*WHAT THE TASK REQUIRES*. Copy the lines below exactly. Start at the first and finish with the line containing "furnished to do".

____________________

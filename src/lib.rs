/*
MIT License
Copyright (c) 2021 Germán Molina
Permission is hereby granted, free of charge, to any person obtaining a copy
of this software and associated documentation files (the "Software"), to deal
in the Software without restriction, including without limitation the rights
to use, copy, modify, merge, publish, distribute, sublicense, and/or sell
copies of the Software, and to permit persons to whom the Software is
furnished to do so, subject to the following conditions:
The above copyright notice and this permission notice shall be included in all
copies or substantial portions of the Software.
THE SOFTWARE IS PROVIDED "AS IS", WITHOUT WARRANTY OF ANY KIND, EXPRESS OR
IMPLIED, INCLUDING BUT NOT LIMITED TO THE WARRANTIES OF MERCHANTABILITY,
FITNESS FOR A PARTICULAR PURPOSE AND NONINFRINGEMENT. IN NO EVENT SHALL THE
AUTHORS OR COPYRIGHT HOLDERS BE LIABLE FOR ANY CLAIM, DAMAGES OR OTHER
LIABILITY, WHETHER IN AN ACTION OF CONTRACT, TORT OR OTHERWISE, ARISING FROM,
OUT OF OR IN CONNECTION WITH THE SOFTWARE OR THE USE OR OTHER DEALINGS IN THE
SOFTWARE.
*/

#![deny(missing_docs)]

//! The main `structmat` crate: runs jobs over structured matrices.
//!
//! A job (a JSON file) declares a matrix, its storage and its structure,
//! and then a list of steps: assignments to rows or columns, and
//! element-wise maps. Steps that would break the structure are rejected
//! and reported, and the matrix is left as it was.

pub use matrix::Float;

/// Prints warnings and errors
pub mod error_msgs;

/// The contents of a job file
pub mod job;
pub use job::{Job, JobError};

/// A module with some useful functions to run a job
pub mod run_job;
pub use run_job::{run, run_job, JobOptions, Report, StepReport};

// Re-exports
pub use matrix;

____________________

*TASK ANSWER*.
filename src/lib.rs
/*
MIT License
Copyright (c) 2021 Germán Molina
Permission is hereby granted, free of charge, to any person obtaining a copy
of this software and associated documentation files (the "Software"), to deal
in the Software without restriction, including without limitation the rights
to use, copy, modify, merge, publish, distribute, sublicense, and/or sell
copies of the Software, and to permit persons to whom the Software is
furnished to do so, subject to the following conditions:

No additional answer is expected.